Einstein was born in 1879, and his career as a theoretical physicist began in an environment where the credibility and authority of individuals were not routinely questioned except in the case of ‘crackpot papers’. For example, the policy of the editor in chief of Annalen der Physik, Max Planck, was “to shun much more the reproach of having suppressed strange opinions than that of having been too gentle in evaluating them” [3]. In other words, he would rather risk a mistake than fail to publish important work, hence his journal’s 90-95% acceptance rate.
In 1905, Einstein had quite an extraordinary year: after the rejection of his doctoral thesis, it seemed his scientific career was over before it had begun, but at the age of 26, he submitted his four most famous papers to Annalen der Physik, which published them all.
His dissertations on the photoelectric effect, Brownian motion, special relativity and mass-energy equivalence rewrote some of the laws of physics and changed our perception of light, matter, time and space. The decision to publish was taken either by Planck alone or with his senior editors for theoretical physics without peer review.
Einstein in the USA
Yet it was 25 years later that Einstein had his first brush with peer review, and it was not a happy experience. In 1932, as the growing National Socialist movement spread fear amongst intellectual and Jewish communities, he decided to leave Germany. Einstein had learned that he was a target for assassination – his theory of relativity being branded as ‘Jewish physics’.
Einstein moved permanently to the USA in 1935, where his celebrity status was confirmed, and he took up a position at Princeton’s Institute for Advanced Study. In 1936, he submitted a paper on gravitational waves [4], co-written with his colleague Nathan Rosen, to Physical Review, which was the leading journal of physics in the US at the time.
However, instead of publication being a formality, as it had been for him in Germany, he received ten pages of comments questioning many of the paper’s central claims. The editor, John Tate, asked Einstein to consider the comments and make any changes he felt necessary.
This was not a rejection of his ideas, merely a request to re-examine them. Instead, nonetheless, it drew this lofty response:
“We (Mr. Rosen and I) had sent you our manuscript for publication and had not authorised you to show it to specialists before it is printed. I see no reason to address the – in any case, erroneous – comments of your anonymous expert. On the basis of this incident, I prefer to publish the paper elsewhere.”
Einstein seems to have been affronted by the submission of his work to peer review. He was accustomed to the ‘market of ideas’ in which informal discussions might contribute to his research and help produce authoritative papers that would receive automatic publication. This peer review business was definitely not to his liking.
The Controversial Paper is Published
The story becomes more interesting when we learn that Einstein eventually published the paper in the lower-profile Journal of the Franklin Institute. It’s striking that, by this time, it had undergone substantial revision, apparently after discussions with another Princeton colleague, Howard Percy Robertson. The revised paper toned down many of his original claims and may have saved him from professional embarrassment.

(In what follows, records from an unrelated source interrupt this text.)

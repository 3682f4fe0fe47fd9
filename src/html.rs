use std::sync::OnceLock;

use maud::{DOCTYPE, Markup, PreEscaped, html};
use numfmt::{Formatter, Precision};

// Link styles
pub const LINK_STYLE: &str = "text-blue-600 hover:text-blue-500 \
    dark:text-blue-500 dark:hover:text-blue-400 underline";

// Form styles
pub const FORM_LABEL_STYLE: &str = "block mb-2 text-sm font-medium text-gray-900 dark:text-white";
pub const FORM_TEXT_INPUT_STYLE: &str = "block w-full p-2.5 rounded text-sm \
    text-gray-900 dark:text-white bg-gray-50 dark:bg-gray-700 border \
    border-gray-300 dark:border-gray-600 dark:placeholder-gray-400 \
    focus:ring-blue-600 focus:border-blue-600";
pub const BUTTON_PRIMARY_STYLE: &str = "px-4 py-2 bg-blue-500 dark:bg-blue-600 \
    hover:bg-blue-600 hover:dark:bg-blue-700 text-white rounded";

// Table styles
pub const TABLE_HEADER_STYLE: &str = "text-xs text-gray-700 uppercase \
    bg-gray-50 dark:bg-gray-700 dark:text-gray-400";

pub const TABLE_ROW_STYLE: &str = "bg-white border-b dark:bg-gray-800 dark:border-gray-700";

pub const TABLE_CELL_STYLE: &str = "px-6 py-4";

// Page container
pub const PAGE_CONTAINER_STYLE: &str =
    "flex flex-col items-center px-6 py-8 mx-auto lg:py-5 text-gray-900 dark:text-white";

/// The script that renders the charts on the dashboard.
pub const ECHARTS_URL: &str = "https://cdn.jsdelivr.net/npm/echarts@5.5.1/dist/echarts.min.js";

pub enum HeadElement {
    /// The file path or URL to a JavaScript script.
    ScriptLink(String),
    /// JavaScript source code.
    ScriptSource(PreEscaped<String>),
}

pub fn base(title: &str, head_elements: &[HeadElement], content: &Markup) -> Markup {
    html! {
        (DOCTYPE)
        html lang="en"
        {
            head
            {
                meta charset="UTF-8";
                meta name="viewport" content="width=device-width, initial-scale=1.0";
                title { (title) " - Sales Dashboard" }
                script src="https://cdn.tailwindcss.com" {}

                @for element in head_elements
                {
                    @match element
                    {
                        HeadElement::ScriptSource(text) => script { (text) }
                        HeadElement::ScriptLink(path) => script src=(path) {}
                    }
                }
            }

            body class="container max-w-full min-h-screen bg-gray-50 dark:bg-gray-900"
            {
                (content)
            }
        }
    }
}

pub fn error_view(title: &str, header: &str, description: &str, fix: &str) -> Markup {
    // Template adapted from https://flowbite.com/blocks/marketing/404/
    let content = html!(
        section class="bg-white dark:bg-gray-900"
        {
            div class="py-8 px-4 mx-auto max-w-screen-xl lg:py-16 lg:px-6"
            {
                div class="mx-auto max-w-screen-sm text-center"
                {
                    h1
                        class="mb-4 text-7xl tracking-tight font-extrabold
                            lg:text-9xl text-blue-600 dark:text-blue-500"
                    {
                        (header)
                    }

                    p
                        class="mb-4 text-3xl md:text-4xl tracking-tight
                            font-bold text-gray-900 dark:text-white"
                    {
                        (description)
                    }

                    p
                        class="mb-4 text-1xl md:text-2xl tracking-tight
                            text-gray-900 dark:text-white"
                    {
                        (fix)
                    }

                    a
                        href="/"
                        class="inline-flex text-white bg-blue-600
                            hover:bg-blue-800 focus:ring-4 focus:outline-hidden
                            focus:ring-blue-300 font-medium rounded text-sm px-5
                            py-2.5 text-center dark:focus:ring-blue-900 my-4"
                    {
                        "Back to Dashboard"
                    }
                }
            }
        }
    );

    base(title, &[], &content)
}

/// Format `number` as dollars with a thousands separator and two decimal places.
pub fn format_currency(number: f64) -> String {
    static POSITIVE_FMT: OnceLock<Option<Formatter>> = OnceLock::new();
    static NEGATIVE_FMT: OnceLock<Option<Formatter>> = OnceLock::new();

    // Zero is hardcoded as "0", so we must specify the formatted string for zero
    if number == 0.0 {
        return "$0.00".to_owned();
    }

    let formatter = if number < 0.0 {
        NEGATIVE_FMT.get_or_init(|| currency_formatter("-$"))
    } else {
        POSITIVE_FMT.get_or_init(|| currency_formatter("$"))
    };

    let formatted_string = match formatter {
        Some(formatter) => formatter.fmt_string(number.abs()),
        None => {
            let sign = if number < 0.0 { "-" } else { "" };
            format!("{sign}${:.2}", number.abs())
        }
    };

    // numfmt omits trailing zeros, e.g. "12.30" is rendered as "12.3".
    pad_decimals(formatted_string)
}

fn currency_formatter(prefix: &str) -> Option<Formatter> {
    Formatter::currency(prefix)
        .ok()
        .map(|formatter| formatter.precision(Precision::Decimals(2)))
}

fn pad_decimals(mut formatted_string: String) -> String {
    match formatted_string.find('.') {
        None => formatted_string.push_str(".00"),
        Some(point) => {
            for _ in (formatted_string.len() - point - 1)..2 {
                formatted_string.push('0');
            }
        }
    }

    formatted_string
}

/// A link with blue text.
pub fn link(url: &str, text: &str) -> Markup {
    html! (
        a href=(url) class=(LINK_STYLE) { (text) }
    )
}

The irony is that the anonymous reviewer who wrote the ten pages of comments was almost certainly the same Howard Robertson on whose advice Einstein eventually acted [5]. In essence, the 1936 paper was subjected to a form of accidental double-blind review, and the outcome of the episode essentially confirms the value of peer review. Einstein was used to airing his ideas in a more open and public fashion. The formal attention of a reviewer made him more resistant to criticism, yet, when the same criticism emerged in the guise of conversation with a colleague – and peer – he found it acceptable.
No review system is ever perfect because it’s impossible to guarantee that any reviewer will be genuinely disinterested or entirely equal to the material. There can also be a lack of objective criteria against which to measure work. These are some of the reasons why several different forms of peer review have been developed. However, broadening the scope even further may be beneficial, although the risk of diluting the process of validation must be guarded against.
And how might Einstein look on the current state of peer review? We have to assume that his instinctive animosity would survive but that he would probably give his cautious approval to the more flexible system of alternatives now offered in the scientific community and its journals.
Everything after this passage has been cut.